WHAT YOU NEED TO DO
This exercise needs all of the entries set down again, exactly as they read.

MATERIAL FOR THIS TASK
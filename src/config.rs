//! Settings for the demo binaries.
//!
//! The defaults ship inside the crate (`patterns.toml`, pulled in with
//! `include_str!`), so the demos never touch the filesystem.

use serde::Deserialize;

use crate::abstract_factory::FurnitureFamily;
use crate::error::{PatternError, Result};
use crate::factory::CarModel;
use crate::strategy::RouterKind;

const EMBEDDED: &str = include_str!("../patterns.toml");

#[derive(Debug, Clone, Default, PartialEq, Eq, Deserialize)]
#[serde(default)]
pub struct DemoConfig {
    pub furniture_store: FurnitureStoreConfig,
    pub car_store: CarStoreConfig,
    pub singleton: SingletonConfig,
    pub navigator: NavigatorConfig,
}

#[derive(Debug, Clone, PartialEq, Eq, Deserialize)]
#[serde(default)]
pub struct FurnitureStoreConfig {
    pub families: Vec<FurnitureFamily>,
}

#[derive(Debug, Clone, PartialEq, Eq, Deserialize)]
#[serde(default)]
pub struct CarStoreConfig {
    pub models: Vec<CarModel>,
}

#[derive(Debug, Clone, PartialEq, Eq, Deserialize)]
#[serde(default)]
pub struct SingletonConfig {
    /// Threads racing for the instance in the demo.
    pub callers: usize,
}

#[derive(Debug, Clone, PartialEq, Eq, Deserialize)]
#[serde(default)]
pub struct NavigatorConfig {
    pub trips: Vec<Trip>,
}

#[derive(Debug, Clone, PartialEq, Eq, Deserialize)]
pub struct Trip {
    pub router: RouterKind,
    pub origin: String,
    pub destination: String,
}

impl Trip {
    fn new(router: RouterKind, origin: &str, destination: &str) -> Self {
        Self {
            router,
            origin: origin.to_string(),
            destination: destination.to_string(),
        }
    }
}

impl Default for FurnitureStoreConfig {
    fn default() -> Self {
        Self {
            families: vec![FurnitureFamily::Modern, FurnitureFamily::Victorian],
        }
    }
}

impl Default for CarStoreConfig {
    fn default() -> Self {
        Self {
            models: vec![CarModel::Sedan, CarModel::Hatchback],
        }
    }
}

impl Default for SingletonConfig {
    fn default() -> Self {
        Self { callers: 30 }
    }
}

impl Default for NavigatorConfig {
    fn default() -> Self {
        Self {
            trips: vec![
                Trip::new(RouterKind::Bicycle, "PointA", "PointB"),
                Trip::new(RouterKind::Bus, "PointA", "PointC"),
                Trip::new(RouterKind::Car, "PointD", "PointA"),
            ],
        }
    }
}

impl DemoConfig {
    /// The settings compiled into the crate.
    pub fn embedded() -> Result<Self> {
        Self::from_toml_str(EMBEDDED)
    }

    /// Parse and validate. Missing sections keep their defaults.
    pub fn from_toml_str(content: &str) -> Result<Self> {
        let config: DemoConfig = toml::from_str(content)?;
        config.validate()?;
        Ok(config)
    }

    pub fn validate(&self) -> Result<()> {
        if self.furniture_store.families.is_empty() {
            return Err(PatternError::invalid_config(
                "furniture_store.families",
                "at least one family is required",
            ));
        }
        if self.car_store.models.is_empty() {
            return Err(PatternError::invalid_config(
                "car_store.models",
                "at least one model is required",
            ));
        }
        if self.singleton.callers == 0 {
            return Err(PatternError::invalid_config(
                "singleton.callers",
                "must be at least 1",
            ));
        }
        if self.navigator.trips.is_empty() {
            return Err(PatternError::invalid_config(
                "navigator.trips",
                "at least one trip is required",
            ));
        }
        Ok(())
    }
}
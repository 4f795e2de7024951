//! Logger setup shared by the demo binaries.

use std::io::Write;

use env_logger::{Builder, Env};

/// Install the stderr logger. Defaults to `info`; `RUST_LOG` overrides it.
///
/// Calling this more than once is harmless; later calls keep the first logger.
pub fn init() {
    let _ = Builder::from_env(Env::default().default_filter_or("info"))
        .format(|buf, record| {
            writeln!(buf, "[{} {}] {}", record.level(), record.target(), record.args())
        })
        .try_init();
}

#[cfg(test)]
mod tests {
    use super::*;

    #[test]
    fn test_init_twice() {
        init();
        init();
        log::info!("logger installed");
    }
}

FINISHED EXERCISE
filename src/config.rs
//! Settings for the demo binaries.
//!
//! The defaults ship inside the crate (`patterns.toml`, pulled in with
//! `include_str!`), so the demos never touch the filesystem.

use serde::Deserialize;

use crate::abstract_factory::FurnitureFamily;
use crate::error::{PatternError, Result};
use crate::factory::CarModel;
use crate::strategy::RouterKind;

const EMBEDDED: &str = include_str!("../patterns.toml");

#[derive(Debug, Clone, Default, PartialEq, Eq, Deserialize)]
#[serde(default)]
pub struct DemoConfig {
    pub furniture_store: FurnitureStoreConfig,
    pub car_store: CarStoreConfig,
    pub singleton: SingletonConfig,
    pub navigator: NavigatorConfig,
}

#[derive(Debug, Clone, PartialEq, Eq, Deserialize)]
#[serde(default)]
pub struct FurnitureStoreConfig {
    pub families: Vec<FurnitureFamily>,
}

#[derive(Debug, Clone, PartialEq, Eq, Deserialize)]
#[serde(default)]
pub struct CarStoreConfig {
    pub models: Vec<CarModel>,
}

#[derive(Debug, Clone, PartialEq, Eq, Deserialize)]
#[serde(default)]
pub struct SingletonConfig {
    /// Threads racing for the instance in the demo.
    pub callers: usize,
}

#[derive(Debug, Clone, PartialEq, Eq, Deserialize)]
#[serde(default)]
pub struct NavigatorConfig {
    pub trips: Vec<Trip>,
}

#[derive(Debug, Clone, PartialEq, Eq, Deserialize)]
pub struct Trip {
    pub router: RouterKind,
    pub origin: String,
    pub destination: String,
}

impl Trip {
    fn new(router: RouterKind, origin: &str, destination: &str) -> Self {
        Self {
            router,
            origin: origin.to_string(),
            destination: destination.to_string(),
        }
    }
}

impl Default for FurnitureStoreConfig {
    fn default() -> Self {
        Self {
            families: vec![FurnitureFamily::Modern, FurnitureFamily::Victorian],
        }
    }
}

impl Default for CarStoreConfig {
    fn default() -> Self {
        Self {
            models: vec![CarModel::Sedan, CarModel::Hatchback],
        }
    }
}

impl Default for SingletonConfig {
    fn default() -> Self {
        Self { callers: 30 }
    }
}

impl Default for NavigatorConfig {
    fn default() -> Self {
        Self {
            trips: vec![
                Trip::new(RouterKind::Bicycle, "PointA", "PointB"),
                Trip::new(RouterKind::Bus, "PointA", "PointC"),
                Trip::new(RouterKind::Car, "PointD", "PointA"),
            ],
        }
    }
}

impl DemoConfig {
    /// The settings compiled into the crate.
    pub fn embedded() -> Result<Self> {
        Self::from_toml_str(EMBEDDED)
    }

    /// Parse and validate. Missing sections keep their defaults.
    pub fn from_toml_str(content: &str) -> Result<Self> {
        let config: DemoConfig = toml::from_str(content)?;
        config.validate()?;
        Ok(config)
    }

    pub fn validate(&self) -> Result<()> {
        if self.furniture_store.families.is_empty() {
            return Err(PatternError::invalid_config(
                "furniture_store.families",
                "at least one family is required",
            ));
        }
        if self.car_store.models.is_empty() {
            return Err(PatternError::invalid_config(
                "car_store.models",
                "at least one model is required",
            ));
        }
        if self.singleton.callers == 0 {
            return Err(PatternError::invalid_config(
                "singleton.callers",
                "must be at least 1",
            ));
        }
        if self.navigator.trips.is_empty() {
            return Err(PatternError::invalid_config(
                "navigator.trips",
                "at least one trip is required",
            ));
        }
        Ok(())
    }
}
repository 4f795e2de7024951
//! Logger setup shared by the demo binaries.

use std::io::Write;

use env_logger::{Builder, Env};

/// Install the stderr logger. Defaults to `info`; `RUST_LOG` overrides it.
///
/// Calling this more than once is harmless; later calls keep the first logger.
pub fn init() {
    let _ = Builder::from_env(Env::default().default_filter_or("info"))
        .format(|buf, record| {
            writeln!(buf, "[{} {}] {}", record.level(), record.target(), record.args())
        })
        .try_init();
}

#[cfg(test)]
mod tests {
    use super::*;

    #[test]
    fn test_init_twice() {
        init();
        init();
        log::info!("logger installed");
    }
}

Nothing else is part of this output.